Fear was again flooding my heart as I stood to sing in church this weekend.
The kind of fear that confidently insists, more like a certainty – things are going to go wrong and there’s nothing you can do. You might have some experience with that. My hours situation at one of my jobs was hitting a severe snag and the next step was uncertain. The worst case scenario is so easy to jump to.
I’d been praying. But I took it another step that night and chose to worship through intentional song.
It was an act of defiance against the fear.
You’re reading the words of an absent-minded man. I must confess that there are too many weekend worship services where my mind wanders. I start thinking about my book, or my finances, or maybe an unrelated theological question I’m grappling with, or perhaps a disagreement with a friend I’m worried about. Before I know it, the music has ended, the sermon has begun, and I’ve hardly sung a word with any real passion or focus.
But last weekend, I did.
The worship was an act of war. There was vinegar in it. I wanted to strike back against the fear, invoking who God is and who I am in his eyes.
Too often Christianity is portrayed as strictly passive. “Be still”, “be still”, “be still”. Sometimes God’s servants are told that. At other times, they’re told to fight. The epistles are full of intentionality, alertness, demolishing strongholds. Military metaphor. And one thing Paul tells us over and over is to worship.

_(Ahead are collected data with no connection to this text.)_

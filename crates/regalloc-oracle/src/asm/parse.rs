// AT&T-syntax reader for the assembly the compiler under test emits.
//
// Only what the verifier needs is modelled: function boundaries, local labels,
// and instructions with typed operands. Directives and data sections are
// skipped.

use super::{AsmItem, AssemblyFunction, AssemblyProgram, Instruction, Operand, Platform, Register};
use crate::{Error, Result};

/// Turns assembly text into per-function instruction lists.
pub trait AsmReader {
    fn read(&self, text: &str) -> Result<AssemblyProgram>;
}

/// Reader for GNU/Apple `as` AT&T syntax.
#[derive(Debug, Clone, Copy)]
pub struct AttReader {
    pub platform: Platform,
}

impl Default for AttReader {
    fn default() -> Self {
        Self {
            platform: Platform::host(),
        }
    }
}

impl AsmReader for AttReader {
    fn read(&self, text: &str) -> Result<AssemblyProgram> {
        let mut program = AssemblyProgram::default();
        let mut current: Option<AssemblyFunction> = None;
        let mut in_text = true;

        for (idx, raw) in text.lines().enumerate() {
            let line_no = idx + 1;
            let mut line = strip_comment(raw).trim();
            if line.is_empty() {
                continue;
            }

            if let Some((label, rest)) = split_label(line) {
                if in_text {
                    if self.platform.is_local_label(label) {
                        if let Some(func) = current.as_mut() {
                            func.items.push(AsmItem::Label(label.to_string()));
                        }
                    } else {
                        if let Some(done) = current.take() {
                            program.insert(done);
                        }
                        let name = self.platform.function_name(label);
                        current = Some(AssemblyFunction::new(name));
                    }
                }
                line = rest;
                if line.is_empty() {
                    continue;
                }
            }

            if line.starts_with('.') {
                in_text = section_after(line, in_text);
                continue;
            }
            if !in_text {
                continue;
            }

            let Some(func) = current.as_mut() else {
                return Err(Error::AsmParse {
                    line: line_no,
                    message: format!("instruction outside of any function: {line}"),
                });
            };
            let instr = parse_instruction(line).map_err(|message| Error::AsmParse {
                line: line_no,
                message,
            })?;
            func.items.push(AsmItem::Instruction(instr));
        }

        if let Some(done) = current.take() {
            program.insert(done);
        }
        Ok(program)
    }
}

fn strip_comment(line: &str) -> &str {
    match line.find('#') {
        Some(pos) => &line[..pos],
        None => line,
    }
}

/// `name:` at the start of a line, plus whatever follows it.
fn split_label(line: &str) -> Option<(&str, &str)> {
    let (head, rest) = line.split_once(':')?;
    let is_label_char = |c: char| c.is_ascii_alphanumeric() || matches!(c, '_' | '.' | '$');
    if head.is_empty() || !head.chars().all(is_label_char) {
        return None;
    }
    Some((head, rest.trim()))
}

/// Track whether subsequent lines belong to a code section.
fn section_after(directive: &str, in_text: bool) -> bool {
    let mut words = directive.split_whitespace();
    match words.next() {
        Some(".text") => true,
        Some(".data" | ".bss" | ".rodata" | ".literal4" | ".literal8" | ".literal16" | ".cstring") => {
            false
        }
        Some(".section") => {
            let name = words.next().unwrap_or_default();
            name.starts_with(".text") || name.starts_with("__TEXT,__text")
        }
        _ => in_text,
    }
}

pub(crate) fn parse_instruction(line: &str) -> std::result::Result<Instruction, String> {
    let (mnemonic, rest) = match line.split_once(char::is_whitespace) {
        Some((m, rest)) => (m, rest.trim()),
        None => (line, ""),
    };
    let texts = split_operands(rest);
    let operands = texts
        .iter()
        .copied()
        .map(parse_operand)
        .collect::<std::result::Result<Vec<_>, _>>()?;
    let written = if texts.is_empty() {
        mnemonic.to_string()
    } else {
        format!("{mnemonic} {}", texts.join(", "))
    };
    Ok(Instruction::new(mnemonic, operands).with_written(written))
}

/// Split on commas that are not inside parentheses.
fn split_operands(text: &str) -> Vec<&str> {
    if text.is_empty() {
        return Vec::new();
    }
    let mut parts = Vec::new();
    let mut depth = 0usize;
    let mut start = 0;
    for (i, c) in text.char_indices() {
        match c {
            '(' => depth += 1,
            ')' => depth = depth.saturating_sub(1),
            ',' if depth == 0 => {
                parts.push(text[start..i].trim());
                start = i + 1;
            }
            _ => {}
        }
    }
    parts.push(text[start..].trim());
    parts
}

pub(crate) fn parse_operand(text: &str) -> std::result::Result<Operand, String> {
    if let Some(name) = text.strip_prefix('%') {
        return register(name).map(Operand::Reg);
    }
    if let Some(inner) = text.strip_prefix('*') {
        return parse_operand(inner);
    }
    if let Some(imm) = text.strip_prefix('$') {
        return parse_int(imm)
            .map(Operand::Imm)
            .ok_or_else(|| format!("bad immediate `{text}`"));
    }
    if let Some(open) = text.find('(') {
        return parse_memory(&text[..open], &text[open..]);
    }
    Ok(parse_int(text).map_or_else(|| Operand::Target(text.to_string()), Operand::Imm))
}

fn parse_memory(disp: &str, addr: &str) -> std::result::Result<Operand, String> {
    let inner = addr
        .strip_prefix('(')
        .and_then(|a| a.strip_suffix(')'))
        .ok_or_else(|| format!("unterminated memory operand `{disp}{addr}`"))?;
    let parts: Vec<&str> = inner.split(',').map(str::trim).collect();

    if let [base] = parts.as_slice() {
        let base = register(base.trim_start_matches('%'))?;
        if base == Register::Ip {
            let (symbol, disp) = split_symbol(disp)?;
            return Ok(Operand::Data { symbol, disp });
        }
        return Ok(Operand::Memory {
            disp: displacement(disp)?,
            base,
        });
    }

    let (base, index, scale) = match parts.as_slice() {
        [base, index] => (*base, *index, "1"),
        [base, index, scale] => (*base, *index, *scale),
        _ => return Err(format!("bad memory operand `{disp}{addr}`")),
    };
    let base = if base.is_empty() {
        None
    } else {
        Some(register(base.trim_start_matches('%'))?)
    };
    let index = register(index.trim_start_matches('%'))?;
    let scale = scale
        .parse::<u8>()
        .ok()
        .filter(|s| matches!(s, 1 | 2 | 4 | 8))
        .ok_or_else(|| format!("bad scale `{scale}`"))?;
    Ok(Operand::Indexed {
        disp: displacement(disp)?,
        base,
        index,
        scale,
    })
}

fn register(name: &str) -> std::result::Result<Register, String> {
    Register::from_name(name).ok_or_else(|| format!("unknown register `%{name}`"))
}

fn displacement(text: &str) -> std::result::Result<i64, String> {
    if text.is_empty() {
        return Ok(0);
    }
    parse_int(text).ok_or_else(|| format!("unsupported displacement `{text}`"))
}

/// `sym`, `sym+8` or `sym-8`.
fn split_symbol(text: &str) -> std::result::Result<(String, i64), String> {
    match text.rfind(['+', '-']) {
        Some(pos) if pos > 0 => {
            let offset = parse_int(&text[pos..])
                .ok_or_else(|| format!("bad symbol offset `{text}`"))?;
            Ok((text[..pos].to_string(), offset))
        }
        _ => Ok((text.to_string(), 0)),
    }
}

fn parse_int(text: &str) -> Option<i64> {
    let (negative, digits) = match text.strip_prefix('-') {
        Some(rest) => (true, rest),
        None => (false, text.strip_prefix('+').unwrap_or(text)),
    };
    let value = if let Some(hex) = digits
        .strip_prefix("0x")
        .or_else(|| digits.strip_prefix("0X"))
    {
        u64::from_str_radix(hex, 16).ok()?
    } else {
        digits.parse::<u64>().ok()?
    };
    // two's complement wrap for 64-bit immediates written as unsigned hex
    #[allow(clippy::cast_possible_wrap)]
    let value = value as i64;
    Some(if negative { value.wrapping_neg() } else { value })
}

#[cfg(test)]
mod tests {
    use super::*;
    use crate::asm::Opcode;

    const LINUX_SAMPLE: &str = r#"
        .globl target
        .text
target:
        pushq   %rbp
        movq    %rsp, %rbp
        subq    $16, %rsp
        movl    %edi, %eax      # copy arg
        movl    -8(%rbp), %ecx
        cmpl    $0, %eax
        je      .Lend.3
        addl    x(%rip), %eax
.Lend.3:
        movq    %rbp, %rsp
        popq    %rbp
        ret
        .data
x:
        .long 4
        .section .text
helper:
        movsd   .Ldbl.1(%rip), %xmm0
        ret
        .section .rodata
.Ldbl.1:
        .quad 4607182418800017408
        .section .note.GNU-stack,"",@progbits
"#;

    #[test]
    fn splits_functions_and_skips_data() {
        let program = AttReader {
            platform: Platform::Linux,
        }
        .read(LINUX_SAMPLE)
        .expect("parse");
        assert_eq!(program.names().collect::<Vec<_>>(), ["helper", "target"]);

        let target = program.function("target").expect("target");
        assert_eq!(target.instructions().count(), 11);
        assert!(
            target
                .items
                .contains(&AsmItem::Label(".Lend.3".to_string()))
        );

        let helper = program.function("helper").expect("helper");
        let movsd = helper.instructions().next().expect("movsd");
        assert_eq!(movsd.opcode, Opcode::Mov);
        assert_eq!(
            movsd.operands[0],
            Operand::Data {
                symbol: ".Ldbl.1".into(),
                disp: 0
            }
        );
    }

    #[test]
    fn parses_frame_relative_operand() {
        let instr = parse_instruction("movl -8(%rbp), %ecx").expect("parse");
        assert_eq!(instr.opcode, Opcode::Mov);
        assert_eq!(
            instr.operands,
            vec![
                Operand::Memory {
                    disp: -8,
                    base: Register::Bp
                },
                Operand::Reg(Register::Cx)
            ]
        );
    }

    #[test]
    fn keeps_register_spelling_for_display() {
        let instr = parse_instruction("movl\t%esi,   -8(%rbp)").expect("parse");
        assert_eq!(instr.operands[0], Operand::Reg(Register::Si));
        assert_eq!(instr.to_string(), "movl %esi, -8(%rbp)");
        assert_eq!(parse_instruction("ret").expect("parse").to_string(), "ret");
    }

    #[test]
    fn frame_relative_indexed_operand_is_a_stack_slot() {
        let instr = parse_instruction("movl -16(%rbp,%rax,4), %ecx").expect("parse");
        assert!(instr.operands[0].is_stack_slot());
        assert_eq!(instr.operands[0].to_string(), "-16(%rbp,%rax,4)");
    }

    #[test]
    fn parses_indexed_and_immediates() {
        assert_eq!(
            parse_operand("16(%rax,%rcx,8)"),
            Ok(Operand::Indexed {
                disp: 16,
                base: Some(Register::Ax),
                index: Register::Cx,
                scale: 8
            })
        );
        assert_eq!(parse_operand("$-1"), Ok(Operand::Imm(-1)));
        assert_eq!(parse_operand("$0x10"), Ok(Operand::Imm(16)));
        assert_eq!(
            parse_operand("foo@PLT"),
            Ok(Operand::Target("foo@PLT".into()))
        );
        assert_eq!(parse_operand("*%rax"), Ok(Operand::Reg(Register::Ax)));
        assert!(parse_operand("%bogus").is_err());
        assert!(parse_operand("8(%rax,%rcx,3)").is_err());
    }

    #[test]
    fn macos_symbols_drop_underscore() {
        let text = "\t.globl _target\n_target:\n\tmovl %edi, %eax\nLtmp:\n\tret\n";
        let program = AttReader {
            platform: Platform::MacOs,
        }
        .read(text)
        .expect("parse");
        let target = program.function("target").expect("target");
        assert_eq!(target.items.len(), 3);
        assert_eq!(target.items[1], AsmItem::Label("Ltmp".into()));
    }

    #[test]
    fn instruction_before_any_label_is_an_error() {
        let err = AttReader {
            platform: Platform::Linux,
        }
        .read("  .text\n  ret\n")
        .expect_err("should fail");
        assert!(matches!(err, Error::AsmParse { line: 2, .. }), "{err}");
    }
}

As I did so last weekend, the fear was replaced by peace. I did nothing to make it happen myself. Things simply settled down inside, the certainty of the worst case scenario pushed aside like the smoke that was blown out of our valley today, superseded by peace. The peace of God.
What an incredible resource God has made available to us!
I’m Scripturally convinced that Christianity is not passive. At least not against our enemies, or against the obstacles God wants torn down. Sometimes the best response to adversity is simply to turn directly into it. An act of defiance.
If this seems like a really, really simplistic blog post today, maybe that’s all right. Maybe the deepest, most powerful truths are still the simplest ones.